Monday, November 08, 2010
I've been through this road before. Its not the least pleasant i would say. Took me awhile to realise it for myself and get back up on my own 2 feet. Yup so now its the same thing. I guess im not the idiot who fall for it the 2nd time.
Friday, September 17, 2010
Well here I am. Still going strong after so many hardships that I came across. I DARE say that it is not easy nor it is impossible. What I am trying to say is that if you put your heart and soul into it and be true to yourself, you can overcome any piece of shit adversities that get thrown at you.
I still remember the day when I tell myself " even with one hand ill finish the course". That's a little too much to swallow but yeah, once i say such things I dont take back my words. Tomorrow Will be the day where I proudly bear the weight of an officer. I shall train my men well and they will fight alongside me during battle.
And not to mention thanks for the cake last week my guitar friends!!! I really really appreciate it.

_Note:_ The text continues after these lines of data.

//! # sim_core
//!
//! Multi-agent navigation simulation core: a grid abstraction shared by
//! rectangular and hexagonal topologies, an A* path planner, agent kinematic
//! state, three structurally different collision-avoidance strategies, and
//! the `SimulationWorld` tick loop that wires them together.
//!
//! This crate contains **only** the simulation: no rendering, no CLI, no
//! parallelism, and no persistence. It consumes a [`clock::Clock`], a
//! [`clock::RandomSource`], and a [`clock::TickDriver`] as external
//! collaborators; everything else is owned.
//!
//! ## Crate structure
//!
//! - [`grid`] - cell topology, walkability, coordinate transforms
//! - [`pathfinding`] - A* search over a [`grid::Grid`]
//! - [`agent`] - per-agent kinematic and navigation state
//! - [`occupancy`] - shared reservation board used by the indirect strategy
//! - [`avoidance`] - the three coordination strategies
//! - [`world`] - the per-tick simulation loop
//! - [`clock`] - collaborator traits (clock, RNG, tick driver)
//! - [`math`] - 2D vector math
//! - [`error`] - configuration-time error type

#![forbid(unsafe_code)]
#![warn(missing_docs)]

pub mod agent;
pub mod avoidance;
pub mod clock;
pub mod error;
pub mod grid;
pub mod math;
pub mod occupancy;
pub mod pathfinding;
pub mod world;

/// Re-export of the commonly used types.
pub mod prelude {
    pub use crate::agent::{Agent, AgentId};
    pub use crate::avoidance::{AgentView, AvoidanceStrategy};
    pub use crate::clock::{Clock, LcgRandomSource, RandomSource, SystemClock, TickDriver};
    pub use crate::error::{Result, SimError};
    pub use crate::grid::{Cell, Grid, Topology};
    pub use crate::math::Vec2;
    pub use crate::pathfinding::{Path, PathPlanner, PathQueryStats};
    pub use crate::world::{CollisionPair, SimEvent, SimulationWorld};
}
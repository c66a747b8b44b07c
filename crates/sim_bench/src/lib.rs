//! Benchmark harness comparing three navigation-avoidance paradigms
//! (`sim_core`'s `Direct`/`Indirect`/`None` strategies) across a sweep of
//! agent counts, emitting a fixed-column results stream (§6, §7).

pub mod benchmark;
pub mod error;
pub mod method;
pub mod metrics;
pub mod scenario;

pub use benchmark::{run_full, run_single};
pub use error::{BenchError, Result};
pub use method::BenchmarkMethod;
pub use metrics::{CsvSink, MemorySink, MetricRecord, MetricSink};
pub use scenario::{ScenarioConfig, SweepConfig};
//! Indirect (shared occupancy blackboard) avoidance (§4.4.b).
//!
//! Agents never see each other's positions or velocities; they only read and
//! write cell reservations on a shared [`OccupancyGrid`]. Every tick runs
//! four phases in order: `begin_tick` (purge expired reservations), write
//! (every agent reserves its current cell plus the `reservation_radius`
//! Chebyshev ring around it), intent (every agent reserves cells ahead of it
//! along its preferred heading), and read (each agent accumulates a
//! perpendicular avoidance force from occupied look-ahead cells plus a small
//! repulsion from its occupied 3x3 neighborhood).

use crate::grid::Cell;
use crate::math::Vec2;
use crate::occupancy::OccupancyGrid;

use super::AgentView;

/// Tunable parameters. Defaults per §4.4.b: `cell_size = 2 * agent_radius`
/// is resolved at [`IndirectStrategy::initialize`] time since it depends on
/// the scenario's agent radius.
#[derive(Debug, Clone, Copy)]
pub struct IndirectConfig {
    /// World units per grid cell.
    pub cell_size: f32,
    /// Chebyshev ring radius swept during the write phase.
    pub reservation_radius: i32,
    /// Number of cells reserved ahead along the preferred heading during the
    /// intent phase, and scanned during the read phase.
    pub look_ahead_cells: i32,
    /// Scale of the perpendicular avoidance force.
    pub avoidance_strength: f32,
}

impl Default for IndirectConfig {
    fn default() -> Self {
        Self {
            cell_size: 16.0,
            reservation_radius: 1,
            look_ahead_cells: 2,
            avoidance_strength: 0.8,
        }
    }
}

/// Per-tick statistics, additive diagnostics not present in `MetricRecord`.
#[derive(Debug, Clone, Copy, Default)]
pub struct IndirectTickStats {
    /// Number of agents that accumulated a non-zero avoidance force this
    /// tick (look-ahead occupancy or neighborhood repulsion).
    pub deflected_count: u32,
}

/// The shared-blackboard strategy.
#[derive(Debug)]
pub struct IndirectStrategy {
    config: IndirectConfig,
    board: OccupancyGrid,
    tick: u32,
    last_stats: IndirectTickStats,
}

impl IndirectStrategy {
    /// Construct a strategy with a blackboard sized to the scenario's grid.
    #[must_use]
    pub fn new(grid_width: i32, grid_height: i32) -> Self {
        Self {
            config: IndirectConfig::default(),
            board: OccupancyGrid::new(grid_width, grid_height),
            tick: 0,
            last_stats: IndirectTickStats::default(),
        }
    }

    /// Statistics recorded by the most recent [`IndirectStrategy::step`] call.
    #[must_use]
    pub fn last_stats(&self) -> IndirectTickStats {
        self.last_stats
    }

    pub(super) fn initialize(&mut self, _tick_dt: f32, agent_radius: f32, _max_speed: f32) {
        self.config.cell_size = 2.0 * agent_radius;
        self.tick = 0;
    }

    fn to_cell(&self, position: Vec2) -> Cell {
        Cell::new(
            (position.x / self.config.cell_size).floor() as i32,
            (position.y / self.config.cell_size).floor() as i32,
        )
    }

    /// Reserve `cell` and the Chebyshev ring of radius `reservation_radius`
    /// around it for `owner_id`.
    fn reserve_ring(&mut self, center: Cell, owner_id: u32, expires_at_tick: u32) {
        let r = self.config.reservation_radius;
        for dcol in -r..=r {
            for drow in -r..=r {
                self.board.reserve(
                    Cell::new(center.col + dcol, center.row + drow),
                    owner_id,
                    expires_at_tick,
                );
            }
        }
    }

    pub(super) fn step(&mut self, agents: &[AgentView], preferred: &[Vec2]) -> Vec<Vec2> {
        self.tick += 1;
        self.board.begin_tick(self.tick);

        if agents.is_empty() {
            self.last_stats = IndirectTickStats::default();
            return Vec::new();
        }

        // Write phase: current cell + Chebyshev ring, expiry "valid through
        // the next tick too" (Open Question in §9: integer `tick + 2`
        // instead of the source's `tick + 1.5`).
        let current_cells: Vec<Cell> = agents.iter().map(|a| self.to_cell(a.position)).collect();
        for (agent, &cell) in agents.iter().zip(&current_cells) {
            self.reserve_ring(cell, agent.id, self.tick + 2);
        }

        // Intent phase: reserve `look_ahead_cells` cells along each agent's
        // preferred heading.
        let look_ahead_lines: Vec<Vec<Cell>> = agents
            .iter()
            .zip(preferred)
            .zip(&current_cells)
            .map(|((_, pref), &start_cell)| {
                self.look_ahead_line(start_cell, *pref, self.config.look_ahead_cells)
            })
            .collect();
        for (agent, line) in agents.iter().zip(&look_ahead_lines) {
            for &cell in line {
                self.board.reserve(cell, agent.id, self.tick + 2);
            }
        }

        // Read phase.
        let mut deflected_count = 0u32;
        let mut result = Vec::with_capacity(agents.len());

        for (index, ((agent, pref), line)) in agents
            .iter()
            .zip(preferred)
            .zip(&look_ahead_lines)
            .enumerate()
        {
            let mut force = Vec2::ZERO;
            let mut deflected = false;

            // 4.4.b.a: accumulate a perpendicular force per occupied
            // look-ahead cell, strength decaying with distance along the
            // ray; sign breaks on id parity.
            let perp_sign = if agent.id % 2 == 0 { 1.0 } else { -1.0 };
            let heading_perp = pref.normalize_or_zero().perp();
            for (step_index, &cell) in line.iter().enumerate() {
                let occupancy = self.board.foreign_occupancy(cell, agent.id);
                if occupancy > 0 {
                    deflected = true;
                    let falloff = 1.0
                        - (step_index as f32) / (self.config.look_ahead_cells as f32);
                    force += heading_perp
                        * (perp_sign * self.config.avoidance_strength * falloff * occupancy as f32);
                }
            }

            // 4.4.b.b: small repulsion from every occupied cell in the 3x3
            // neighborhood of the agent's current cell.
            let current = current_cells[index];
            for dcol in -1..=1 {
                for drow in -1..=1 {
                    if dcol == 0 && drow == 0 {
                        continue;
                    }
                    let neighbor = Cell::new(current.col + dcol, current.row + drow);
                    if self.board.is_foreign_occupied(neighbor, agent.id) {
                        deflected = true;
                        let away = Vec2::new(-dcol as f32, -drow as f32).normalize_or_zero();
                        force += away * (0.15 * self.config.avoidance_strength);
                    }
                }
            }

            if deflected {
                deflected_count += 1;
            }

            let corrected = (*pref + force).clamp_length(agent.max_speed);
            result.push(corrected);
        }

        self.last_stats = IndirectTickStats { deflected_count };
        result
    }

    /// Cells swept from `start` along `direction`, one per grid step, up to
    /// `count` cells. Degenerate (near-zero) directions return no cells.
    fn look_ahead_line(&self, start: Cell, direction: Vec2, count: i32) -> Vec<Cell> {
        let unit = direction.normalize_or_zero();
        if unit == Vec2::ZERO {
            return Vec::new();
        }
        (1..=count)
            .map(|step| {
                Cell::new(
                    start.col + (unit.x * step as f32).round() as i32,
                    start.row + (unit.y * step as f32).round() as i32,
                )
            })
            .collect()
    }
}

It IS afterall my first cake surprise weather u believe it or not. Ahaha.. so limited childhood memories
Tuesday, May 18, 2010
It is as if you were once a Gallant knight in the chronicles of Narnia amd just like that..*POOF* you became a teensy weensie Peon who can't do anything way beyond what he dreamt of. (ok well, atleast peons can still carry lumber and construct buildings).
Just caught in this dilema where only i can make the choices. So many hidden threads attached to it.. that it seems to be never ending..
Choices where I will be a 'peon' foreverrr
Choices which eats up my time
Choices which might even worsen my situation
Garhh...The tyranny of choice!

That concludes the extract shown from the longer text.